A doctor from the King Edward Memorial government hospital in Mumbai, one of the oldest in the city, told Reuters: “If cases continue to rise like this for a week or so, a crisis is imminent.”
Addressing a March 17 online meeting of state chief ministers, Modi admitted that infections were rising in many previously unaffected areas. “This increase is more than 150 percent in 70 districts of the country in the last few weeks,” he said, warning that this could lead to “a country-wide outbreak.”
Modi did not propose any emergency measures and instead attempted to pass on the responsibility to the state governments, complaining that local administrations were “not showing seriousness on the issue of masks.”
The prime minister, in fact, has pursued a disastrous herd immunity policy, allowing the virus to spread across the country unchecked. State governments throughout India, taking a lead from Modi, are pursuing the same program.
State governments, Modi cynically declared, need to be “serious on ‘test, trace and treat’ as was being done for the last year.”
Contrary to this assertion that Modi’s government has responded “seriously” to the pandemic, India, which has a population of about 1.37 billion, has only carried out around 235 million sample tests in the past twelve months—i.e., only 5.8 percent of the population have been covered.
Modi, moreover, has ruled out a second national lockdown and only some states have imposed limited restrictions. In Maharashtra, the state government introduced some restrictions in Nagpur city between March 15 and 21, but all shops, apart from those delivering essentials, could stay open till 4 p.m., and restaurants until 7p.m.
Exposing the real situation, a senior Maharashtra state government official told Reuters on March 18: “We have asked industries there to operate with minimum manpower as much as possible.” In other words, there will be no industry closures or any other measures that might harm capitalist profit-making.
While governments and health authorities are attempting to blame ordinary people for the spike in infections, the catastrophe is a direct result of the herd immunity program, as well as meagre health budget allocations over decades by consecutive central and state governments. These policies and the uninterrupted operations of businesses and industries over the past 12 months have benefitted India’s multi-billionaires, major corporations and the capitalist class as a whole.
Modi and Indian health authorities now claim to be conducting the “world’s biggest vaccination program,” including jabs for people over the age of 60.
The Financial Times reported on March 22, however, that the program “excludes millions of vulnerable Indians, who often live for years with undiagnosed diabetes and hypertension—conditions which are both indicators for priority vaccine.”
India’s vaccination program, which began in mid-January, has met just 7 percent of its target of administering 500 million doses by July 2021. In order to achieve this target, it must administer 3.65 million shots per day.
The Modi government’s ill-prepared COVID-19 lockdown in March last year, which gave the population just four-hour’s notice, led to the immediate lay off of over 100 million internal migrant workers, most of them from the so-called unorganised sector. The government provided no social support to these workers and their families.

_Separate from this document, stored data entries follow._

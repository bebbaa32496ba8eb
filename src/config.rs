use std::path::PathBuf;

use chrono::Duration;

use crate::notice::DEFAULT_NOTICE_TTL_SECS;

pub const ENV_DATA_DIR: &str = "TASKFLOW_DATA_DIR";
pub const ENV_NOTICE_SECS: &str = "TASKFLOW_NOTICE_SECS";
/// Longer notice lifetimes are clamped to one day.
pub const MAX_NOTICE_TTL_SECS: i64 = 24 * 60 * 60;
const APP_DIR_NAME: &str = "taskflow";

#[derive(Debug, Clone)]
pub struct Config {
    /// Holds the task data file and the log files.
    pub data_dir: PathBuf,
    pub notice_ttl: Duration,
}

impl Default for Config {
    fn default() -> Self {
        Self {
            data_dir: default_data_dir(),
            notice_ttl: Duration::seconds(DEFAULT_NOTICE_TTL_SECS),
        }
    }
}

impl Config {
    pub fn from_env() -> Self {
        Self::from_lookup(|key| std::env::var(key).ok())
    }

    /// Builds a config from any variable source. Blank values count as unset.
    pub fn from_lookup(lookup: impl Fn(&str) -> Option<String>) -> Self {
        let get = |key: &str| lookup(key).filter(|value| !value.trim().is_empty());
        let mut config = Self::default();
        if let Some(dir) = get(ENV_DATA_DIR) {
            config.data_dir = PathBuf::from(dir.trim());
        }
        if let Some(secs) = get(ENV_NOTICE_SECS) {
            match secs
                .trim()
                .parse::<i64>()
                .ok()
                .filter(|secs| *secs > 0)
                .and_then(|secs| Duration::try_seconds(secs.min(MAX_NOTICE_TTL_SECS)))
            {
                Some(ttl) => config.notice_ttl = ttl,
                None => log::warn!("ignoring invalid {ENV_NOTICE_SECS}={secs}"),
            }
        }
        config
    }
}

fn default_data_dir() -> PathBuf {
    dirs::data_dir()
        .map(|dir| dir.join(APP_DIR_NAME))
        .unwrap_or_else(|| PathBuf::from(".taskflow"))
}

#[cfg(test)]
mod tests {
    use super::*;
    use std::collections::HashMap;

    fn lookup(vars: &[(&str, &str)]) -> impl Fn(&str) -> Option<String> {
        let vars: HashMap<String, String> = vars
            .iter()
            .map(|(k, v)| (k.to_string(), v.to_string()))
            .collect();
        move |key: &str| vars.get(key).cloned()
    }

    #[test]
    fn defaults_apply_when_nothing_is_set() {
        let config = Config::from_lookup(lookup(&[]));
        assert_eq!(config.notice_ttl, Duration::seconds(5));
        assert!(config.data_dir.ends_with("taskflow") || config.data_dir.ends_with(".taskflow"));
    }

    #[test]
    fn env_values_override_defaults() {
        let config = Config::from_lookup(lookup(&[
            (ENV_DATA_DIR, " /tmp/tf "),
            (ENV_NOTICE_SECS, "12"),
        ]));
        assert_eq!(config.data_dir, PathBuf::from("/tmp/tf"));
        assert_eq!(config.notice_ttl, Duration::seconds(12));
    }

    #[test]
    fn blank_and_invalid_values_are_ignored() {
        let config = Config::from_lookup(lookup(&[(ENV_DATA_DIR, "  "), (ENV_NOTICE_SECS, "-3")]));
        assert_eq!(config.data_dir, default_data_dir());
        assert_eq!(config.notice_ttl, Duration::seconds(5));

        let config = Config::from_lookup(lookup(&[(ENV_NOTICE_SECS, "soon")]));
        assert_eq!(config.notice_ttl, Duration::seconds(5));
    }

    #[test]
    fn oversized_notice_seconds_are_clamped() {
        let config = Config::from_lookup(lookup(&[(ENV_NOTICE_SECS, "9000000000000000")]));
        assert_eq!(config.notice_ttl, Duration::seconds(MAX_NOTICE_TTL_SECS));

        let config = Config::from_lookup(lookup(&[(ENV_NOTICE_SECS, "86401")]));
        assert_eq!(config.notice_ttl, Duration::days(1));
    }
}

The lockdown was not combined with mass testing, contact tracing or the allocation of billions of rupees in additional healthcare spending, and failed to achieve its declared aims. Millions of workers were thrown into extreme poverty and hunger and hundreds of thousands of small-businesses collapsed.
An Indian Express article on March 24 cited a survey by Azim Premji University (APU) researchers. Based on national data, it revealed that more than half of those who lost their jobs during the pandemic were still unemployed in December. The newspaper also reported that 90 percent of those surveyed reported a “reduction in food consumption during lockdown; of them only 30 percent of respondents reported that food consumption was back to pre-lockdown levels in November.”